Your instructions: The word "that" marks the lines to report; pull each of them from the listing.

Input data:
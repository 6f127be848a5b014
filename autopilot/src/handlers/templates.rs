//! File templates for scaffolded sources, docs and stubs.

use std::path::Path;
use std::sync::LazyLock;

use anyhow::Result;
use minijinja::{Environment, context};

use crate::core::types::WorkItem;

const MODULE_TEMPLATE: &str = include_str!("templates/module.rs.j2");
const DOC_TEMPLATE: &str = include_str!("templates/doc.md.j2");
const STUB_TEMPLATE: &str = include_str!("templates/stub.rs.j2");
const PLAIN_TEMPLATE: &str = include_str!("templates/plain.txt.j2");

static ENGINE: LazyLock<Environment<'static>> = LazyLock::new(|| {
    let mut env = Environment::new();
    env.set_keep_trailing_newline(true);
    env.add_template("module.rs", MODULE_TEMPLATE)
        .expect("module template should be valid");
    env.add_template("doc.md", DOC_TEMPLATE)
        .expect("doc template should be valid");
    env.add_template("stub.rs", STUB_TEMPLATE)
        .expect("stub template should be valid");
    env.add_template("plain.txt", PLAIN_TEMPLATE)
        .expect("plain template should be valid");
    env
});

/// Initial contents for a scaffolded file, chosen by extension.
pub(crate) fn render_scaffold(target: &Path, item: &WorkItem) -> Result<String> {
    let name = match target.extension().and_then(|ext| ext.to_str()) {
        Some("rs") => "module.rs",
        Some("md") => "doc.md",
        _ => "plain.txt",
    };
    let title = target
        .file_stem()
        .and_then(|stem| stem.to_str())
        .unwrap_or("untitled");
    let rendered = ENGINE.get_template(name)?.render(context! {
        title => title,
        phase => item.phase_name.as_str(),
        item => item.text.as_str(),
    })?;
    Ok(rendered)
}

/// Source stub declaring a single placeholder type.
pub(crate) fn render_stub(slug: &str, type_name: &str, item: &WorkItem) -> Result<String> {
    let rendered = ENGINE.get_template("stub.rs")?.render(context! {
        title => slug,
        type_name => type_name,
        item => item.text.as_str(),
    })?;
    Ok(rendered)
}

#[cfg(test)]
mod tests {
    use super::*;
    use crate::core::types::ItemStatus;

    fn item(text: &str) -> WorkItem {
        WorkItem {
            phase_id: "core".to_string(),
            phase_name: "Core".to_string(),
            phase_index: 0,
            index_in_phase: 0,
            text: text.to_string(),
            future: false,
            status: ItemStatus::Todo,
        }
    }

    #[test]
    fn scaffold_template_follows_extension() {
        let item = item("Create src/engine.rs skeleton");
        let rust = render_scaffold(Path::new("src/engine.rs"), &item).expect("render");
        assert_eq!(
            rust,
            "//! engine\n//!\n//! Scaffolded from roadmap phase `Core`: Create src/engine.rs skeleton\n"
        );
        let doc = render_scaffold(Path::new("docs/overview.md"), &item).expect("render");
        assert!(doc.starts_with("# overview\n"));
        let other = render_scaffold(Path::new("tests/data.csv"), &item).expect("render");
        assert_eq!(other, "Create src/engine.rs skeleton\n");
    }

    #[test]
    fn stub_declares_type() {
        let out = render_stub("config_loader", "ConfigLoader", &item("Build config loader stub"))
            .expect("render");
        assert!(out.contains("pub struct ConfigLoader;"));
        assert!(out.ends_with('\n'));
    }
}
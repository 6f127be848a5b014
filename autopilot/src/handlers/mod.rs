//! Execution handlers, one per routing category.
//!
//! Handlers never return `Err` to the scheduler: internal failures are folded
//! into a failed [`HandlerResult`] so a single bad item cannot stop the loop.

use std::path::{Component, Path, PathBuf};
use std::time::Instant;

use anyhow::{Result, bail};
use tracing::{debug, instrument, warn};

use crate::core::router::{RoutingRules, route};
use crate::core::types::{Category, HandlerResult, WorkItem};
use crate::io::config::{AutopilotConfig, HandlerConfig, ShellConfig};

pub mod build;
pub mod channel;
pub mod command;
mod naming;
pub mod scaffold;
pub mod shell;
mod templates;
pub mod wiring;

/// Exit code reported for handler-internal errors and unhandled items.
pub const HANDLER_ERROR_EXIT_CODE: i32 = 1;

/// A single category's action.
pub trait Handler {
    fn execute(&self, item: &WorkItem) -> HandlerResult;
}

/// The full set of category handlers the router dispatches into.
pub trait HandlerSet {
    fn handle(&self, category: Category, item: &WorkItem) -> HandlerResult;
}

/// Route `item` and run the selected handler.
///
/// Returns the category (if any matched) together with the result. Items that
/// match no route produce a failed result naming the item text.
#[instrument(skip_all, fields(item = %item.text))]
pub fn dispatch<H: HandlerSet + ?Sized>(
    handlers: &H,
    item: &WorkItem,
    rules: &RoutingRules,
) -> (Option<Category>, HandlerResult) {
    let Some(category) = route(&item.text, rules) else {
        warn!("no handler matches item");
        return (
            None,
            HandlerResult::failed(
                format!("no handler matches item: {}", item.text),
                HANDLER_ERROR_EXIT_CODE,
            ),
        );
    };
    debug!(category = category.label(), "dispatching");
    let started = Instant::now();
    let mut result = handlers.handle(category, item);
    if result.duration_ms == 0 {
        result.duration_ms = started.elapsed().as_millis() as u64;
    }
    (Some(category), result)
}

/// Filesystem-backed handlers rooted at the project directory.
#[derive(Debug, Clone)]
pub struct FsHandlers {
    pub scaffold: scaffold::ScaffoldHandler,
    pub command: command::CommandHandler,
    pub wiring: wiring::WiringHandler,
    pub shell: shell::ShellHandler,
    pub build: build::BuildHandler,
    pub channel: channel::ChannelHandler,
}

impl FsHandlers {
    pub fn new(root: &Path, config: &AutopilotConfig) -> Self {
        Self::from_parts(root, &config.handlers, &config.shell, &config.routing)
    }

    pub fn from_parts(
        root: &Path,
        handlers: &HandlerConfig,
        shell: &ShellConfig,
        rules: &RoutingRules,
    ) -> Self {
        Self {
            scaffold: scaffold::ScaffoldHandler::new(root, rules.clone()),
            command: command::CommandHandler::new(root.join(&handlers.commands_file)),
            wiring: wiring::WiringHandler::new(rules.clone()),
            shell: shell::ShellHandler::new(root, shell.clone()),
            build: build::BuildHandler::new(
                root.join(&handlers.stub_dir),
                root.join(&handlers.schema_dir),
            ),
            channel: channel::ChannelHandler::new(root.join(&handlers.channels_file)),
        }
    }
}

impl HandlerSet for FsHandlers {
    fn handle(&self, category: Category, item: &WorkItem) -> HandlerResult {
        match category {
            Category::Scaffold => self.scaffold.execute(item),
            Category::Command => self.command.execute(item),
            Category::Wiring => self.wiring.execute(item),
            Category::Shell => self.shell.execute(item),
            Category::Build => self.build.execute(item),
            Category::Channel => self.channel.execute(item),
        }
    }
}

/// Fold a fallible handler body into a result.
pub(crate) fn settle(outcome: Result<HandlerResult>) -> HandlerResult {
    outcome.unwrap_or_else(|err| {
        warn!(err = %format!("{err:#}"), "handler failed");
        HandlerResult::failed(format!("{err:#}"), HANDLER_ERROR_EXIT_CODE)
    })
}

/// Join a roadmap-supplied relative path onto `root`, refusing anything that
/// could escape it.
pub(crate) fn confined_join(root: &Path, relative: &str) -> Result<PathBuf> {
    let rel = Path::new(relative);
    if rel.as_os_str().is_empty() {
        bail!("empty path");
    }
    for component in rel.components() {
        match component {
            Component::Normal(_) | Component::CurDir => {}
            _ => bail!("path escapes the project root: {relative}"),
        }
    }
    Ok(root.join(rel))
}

Written response:
/// Returns the category (if any matched) together with the result. Items that
/// Join a roadmap-supplied relative path onto `root`, refusing anything that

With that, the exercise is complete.